But after a season in which the Warriors meshed championship experience and difference-making youth, Golden State heads into the 2022-23 campaign back at the summit having seen off the Boston Celtics in six games in last term's NBA Finals.

Curry added the missing component of his Hall of Fame resume, winning Finals MVP for the first time in his illustrious career, and he and the Warriors are the bookmakers' favourites to lift the Larry O'Brien Trophy for the fifth time in nine seasons.

Yet their build-up to the new campaign is a reminder of the many obstacles, including internal ones, that can scupper hopes of sustained success, with Thompson held out of exhibition games in his first preseason since 2018-19 and an altercation between Draymond Green and Jordan Poole in which the former punched his young team-mate, overshadowing Golden State's preparations for a push for a second successive title.
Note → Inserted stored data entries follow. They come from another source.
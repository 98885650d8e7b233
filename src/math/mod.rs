//! Mathematical utilities: basis functions and (ridge) least squares.

pub mod basis;
pub mod ols;

pub use basis::*;
pub use ols::*;
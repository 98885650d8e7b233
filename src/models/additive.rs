//! Additive model evaluation.
//!
//! The fitter relies on two primitive operations:
//! - build a design row for a given date (for least squares)
//! - split a prediction into its additive components (for the forecast output)
//!
//! Column layout of a design row:
//!
//! ```text
//! [1, t, hinge(t, s_1) .. hinge(t, s_C), yearly Fourier (2·Y), weekly Fourier (2·W), holiday indicators (H)]
//! ```

use std::collections::{BTreeMap, HashSet};

use chrono::{Duration, NaiveDate};

use crate::forecast::HolidayRow;
use crate::math::{WEEKLY_PERIOD_DAYS, YEARLY_PERIOD_DAYS, fill_fourier, hinge};

/// One indicator column: active on the event dates shifted by `offset` days.
#[derive(Debug, Clone, PartialEq)]
pub struct HolidayRegressor {
    pub name: String,
    pub offset: i64,
    pub active: HashSet<NaiveDate>,
}

impl HolidayRegressor {
    pub fn label(&self) -> String {
        format!("{}{:+}", self.name, self.offset)
    }
}

/// Expand holiday rows into one regressor per `(name, offset)` pair.
///
/// Shifted dates outside the calendar range are skipped.
pub fn build_holiday_regressors(rows: &[HolidayRow]) -> Vec<HolidayRegressor> {
    let mut grouped: BTreeMap<(String, i64), HashSet<NaiveDate>> = BTreeMap::new();
    for row in rows {
        for offset in row.window().offsets() {
            let active = grouped.entry((row.holiday.clone(), offset)).or_default();
            if let Some(date) = row.ds.checked_add_signed(Duration::days(offset)) {
                active.insert(date);
            }
        }
    }
    grouped
        .into_iter()
        .map(|((name, offset), active)| HolidayRegressor { name, offset, active })
        .collect()
}

/// Time coordinates of one row.
#[derive(Debug, Clone, Copy, PartialEq)]
pub struct RowTime {
    pub date: NaiveDate,
    /// Time scaled so the history spans `[0, 1]`.
    pub t: f64,
    /// Days since 1970-01-01, used for seasonality.
    pub epoch_days: f64,
}

/// Shape of one fitted configuration.
#[derive(Debug, Clone, PartialEq)]
pub struct ModelLayout {
    /// Changepoint locations in scaled time.
    pub changepoints: Vec<f64>,
    pub yearly_order: usize,
    pub weekly_order: usize,
    pub n_holidays: usize,
}

impl ModelLayout {
    /// Number of columns in a design row.
    pub fn beta_len(&self) -> usize {
        self.holiday_start() + self.n_holidays
    }

    /// Parameter count for information criteria.
    ///
    /// Holiday indicators are excluded: they are sparse and ridge-shrunk.
    pub fn param_count(&self) -> usize {
        self.holiday_start()
    }

    fn yearly_start(&self) -> usize {
        2 + self.changepoints.len()
    }

    fn weekly_start(&self) -> usize {
        self.yearly_start() + 2 * self.yearly_order
    }

    fn holiday_start(&self) -> usize {
        self.weekly_start() + 2 * self.weekly_order
    }

    /// Per-column ridge penalties (intercept and base slope are free).
    pub fn penalties(&self, changepoint: f64, seasonality: f64, holiday: f64) -> Vec<f64> {
        let mut out = vec![0.0; self.beta_len()];
        out[2..self.yearly_start()].fill(changepoint);
        out[self.yearly_start()..self.holiday_start()].fill(seasonality);
        out[self.holiday_start()..].fill(holiday);
        out
    }
}

/// Additive components of a prediction (model units).
#[derive(Debug, Clone, Copy, Default, PartialEq)]
pub struct Components {
    pub trend: f64,
    pub yearly: f64,
    pub weekly: f64,
    pub holidays: f64,
}

impl Components {
    pub fn total(&self) -> f64 {
        self.trend + self.yearly + self.weekly + self.holidays
    }

    pub fn scaled(self, factor: f64) -> Self {
        Self {
            trend: self.trend * factor,
            yearly: self.yearly * factor,
            weekly: self.weekly * factor,
            holidays: self.holidays * factor,
        }
    }
}

/// Fill a design row for the given layout.
///
/// # Panics
/// Panics if `out.len() != layout.beta_len()` or `holidays.len() != layout.n_holidays`.
pub fn fill_design_row(layout: &ModelLayout, holidays: &[HolidayRegressor], row: &RowTime, out: &mut [f64]) {
    assert_eq!(holidays.len(), layout.n_holidays, "one regressor per holiday column");

    out[0] = 1.0;
    out[1] = row.t;
    for (j, &s) in layout.changepoints.iter().enumerate() {
        out[2 + j] = hinge(row.t, s);
    }

    let ys = layout.yearly_start();
    let ws = layout.weekly_start();
    let hs = layout.holiday_start();
    fill_fourier(row.epoch_days, YEARLY_PERIOD_DAYS, layout.yearly_order, &mut out[ys..ws]);
    fill_fourier(row.epoch_days, WEEKLY_PERIOD_DAYS, layout.weekly_order, &mut out[ws..hs]);

    for (j, reg) in holidays.iter().enumerate() {
        out[hs + j] = if reg.active.contains(&row.date) { 1.0 } else { 0.0 };
    }
}

/// Predict the additive components for one row.
pub fn predict_components(
    layout: &ModelLayout,
    holidays: &[HolidayRegressor],
    betas: &[f64],
    row: &RowTime,
) -> Components {
    let mut x = vec![0.0; layout.beta_len()];
    fill_design_row(layout, holidays, row, &mut x);

    let dot = |range: std::ops::Range<usize>| -> f64 { range.map(|j| x[j] * betas[j]).sum() };

    Components {
        trend: dot(0..layout.yearly_start()),
        yearly: dot(layout.yearly_start()..layout.weekly_start()),
        weekly: dot(layout.weekly_start()..layout.holiday_start()),
        holidays: dot(layout.holiday_start()..layout.beta_len()),
    }
}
It is an extremely difficult situation to navigate with both Green and Poole looking to receive lucrative contract extensions, and whether the Warriors can overcome the discord between two key players will play a huge role in their ability to successfully defend their crown, but what will be the other key factors, and who will be their primary competition? Stats Perform looks at the Warriors' odds of fending off their rivals and improving their standing among the best dynasties in NBA history.

Staying strong on defense

Though Curry was the obvious centrepiece of the Warriors' championship push, they would not have regained the title without the defensive strength displayed throughout the campaign.

Golden State allowed 105.5 points per game, the third-fewest in the NBA, with opponents shooting just 43.8 per cent against them from the field. Only the Celtics (43.4 per cent) fared better in that regard.

Though those numbers ballooned to 111.9 points per game and a field goal percentage of 48 in the postseason overall, the Warriors' Finals performance was in part defined by four stellar defensive performances.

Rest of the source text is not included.